### Material for this task

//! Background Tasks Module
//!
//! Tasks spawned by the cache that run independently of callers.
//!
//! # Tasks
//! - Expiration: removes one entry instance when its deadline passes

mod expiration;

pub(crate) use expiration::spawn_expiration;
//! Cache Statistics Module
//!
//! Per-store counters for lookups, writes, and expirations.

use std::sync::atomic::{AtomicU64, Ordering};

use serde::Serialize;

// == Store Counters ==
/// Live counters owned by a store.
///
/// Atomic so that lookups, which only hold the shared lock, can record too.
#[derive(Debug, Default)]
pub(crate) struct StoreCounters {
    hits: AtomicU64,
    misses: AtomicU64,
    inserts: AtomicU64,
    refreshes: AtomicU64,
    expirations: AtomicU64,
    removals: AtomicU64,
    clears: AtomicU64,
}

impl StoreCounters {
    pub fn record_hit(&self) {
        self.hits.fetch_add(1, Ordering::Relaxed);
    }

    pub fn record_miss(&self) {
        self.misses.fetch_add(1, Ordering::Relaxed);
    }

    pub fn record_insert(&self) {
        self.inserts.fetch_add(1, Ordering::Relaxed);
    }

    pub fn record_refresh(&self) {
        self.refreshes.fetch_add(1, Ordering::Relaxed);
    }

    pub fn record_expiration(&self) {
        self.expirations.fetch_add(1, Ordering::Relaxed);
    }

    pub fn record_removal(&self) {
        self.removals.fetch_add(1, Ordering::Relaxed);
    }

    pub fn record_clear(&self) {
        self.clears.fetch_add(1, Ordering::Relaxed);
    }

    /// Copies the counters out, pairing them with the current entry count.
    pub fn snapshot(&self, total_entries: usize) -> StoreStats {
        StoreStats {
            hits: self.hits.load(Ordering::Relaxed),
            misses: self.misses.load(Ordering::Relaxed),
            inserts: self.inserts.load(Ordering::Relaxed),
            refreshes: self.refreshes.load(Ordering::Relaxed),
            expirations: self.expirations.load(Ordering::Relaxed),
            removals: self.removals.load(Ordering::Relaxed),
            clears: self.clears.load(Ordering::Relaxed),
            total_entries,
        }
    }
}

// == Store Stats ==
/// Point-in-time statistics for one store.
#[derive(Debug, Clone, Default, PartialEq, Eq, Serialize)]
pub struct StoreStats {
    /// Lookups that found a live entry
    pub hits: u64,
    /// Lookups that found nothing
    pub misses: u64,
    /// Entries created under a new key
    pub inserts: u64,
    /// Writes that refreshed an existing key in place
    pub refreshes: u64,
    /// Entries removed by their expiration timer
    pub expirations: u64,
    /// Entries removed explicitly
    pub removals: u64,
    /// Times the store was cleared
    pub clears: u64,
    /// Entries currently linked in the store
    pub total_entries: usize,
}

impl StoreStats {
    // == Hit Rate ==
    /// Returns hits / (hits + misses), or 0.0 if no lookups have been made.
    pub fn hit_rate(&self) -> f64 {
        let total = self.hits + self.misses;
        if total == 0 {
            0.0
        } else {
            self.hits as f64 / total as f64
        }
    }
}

---

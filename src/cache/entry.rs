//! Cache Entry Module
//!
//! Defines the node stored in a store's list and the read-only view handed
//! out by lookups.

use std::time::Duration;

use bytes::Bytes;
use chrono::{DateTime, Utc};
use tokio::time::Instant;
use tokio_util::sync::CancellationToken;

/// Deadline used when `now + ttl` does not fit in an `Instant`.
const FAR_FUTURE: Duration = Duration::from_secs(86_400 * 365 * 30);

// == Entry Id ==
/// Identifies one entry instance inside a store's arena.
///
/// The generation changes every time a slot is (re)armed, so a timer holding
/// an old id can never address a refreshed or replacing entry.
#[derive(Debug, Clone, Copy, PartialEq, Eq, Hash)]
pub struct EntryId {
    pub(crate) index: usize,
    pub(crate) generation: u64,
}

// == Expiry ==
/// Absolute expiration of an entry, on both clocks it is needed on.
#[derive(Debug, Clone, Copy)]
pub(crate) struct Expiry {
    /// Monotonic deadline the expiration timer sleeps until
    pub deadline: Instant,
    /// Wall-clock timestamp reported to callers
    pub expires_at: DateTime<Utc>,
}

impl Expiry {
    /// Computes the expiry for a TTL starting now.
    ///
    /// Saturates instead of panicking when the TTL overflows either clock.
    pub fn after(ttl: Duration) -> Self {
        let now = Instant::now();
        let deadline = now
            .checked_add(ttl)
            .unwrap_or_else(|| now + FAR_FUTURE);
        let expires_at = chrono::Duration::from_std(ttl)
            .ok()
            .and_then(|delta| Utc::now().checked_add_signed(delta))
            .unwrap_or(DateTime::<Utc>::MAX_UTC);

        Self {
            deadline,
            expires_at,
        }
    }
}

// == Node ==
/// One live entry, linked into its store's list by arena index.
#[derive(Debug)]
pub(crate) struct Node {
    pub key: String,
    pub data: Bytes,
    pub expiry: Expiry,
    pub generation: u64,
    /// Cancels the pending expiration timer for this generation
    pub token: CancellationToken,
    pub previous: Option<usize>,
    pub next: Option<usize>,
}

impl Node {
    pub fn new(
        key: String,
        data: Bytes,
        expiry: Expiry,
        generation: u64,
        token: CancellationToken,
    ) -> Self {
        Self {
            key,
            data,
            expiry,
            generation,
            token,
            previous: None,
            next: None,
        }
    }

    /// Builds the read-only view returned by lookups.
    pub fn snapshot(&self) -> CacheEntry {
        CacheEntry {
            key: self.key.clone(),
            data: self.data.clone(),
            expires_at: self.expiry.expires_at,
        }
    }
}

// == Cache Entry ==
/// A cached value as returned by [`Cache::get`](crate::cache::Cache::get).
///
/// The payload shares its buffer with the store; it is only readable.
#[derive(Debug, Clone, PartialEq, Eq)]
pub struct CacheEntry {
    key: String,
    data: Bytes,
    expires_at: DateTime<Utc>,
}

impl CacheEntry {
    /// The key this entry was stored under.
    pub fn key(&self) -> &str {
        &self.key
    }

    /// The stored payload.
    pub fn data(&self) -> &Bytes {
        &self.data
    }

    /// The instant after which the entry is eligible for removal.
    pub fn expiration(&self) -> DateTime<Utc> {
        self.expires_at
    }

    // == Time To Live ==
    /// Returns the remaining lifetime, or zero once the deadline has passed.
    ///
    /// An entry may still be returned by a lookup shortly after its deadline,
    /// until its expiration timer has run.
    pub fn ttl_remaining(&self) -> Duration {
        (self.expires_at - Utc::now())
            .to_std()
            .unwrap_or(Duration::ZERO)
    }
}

### Task to complete
Give the count of lines in the listing that hold the word "usize", with no other text.

### Response area
5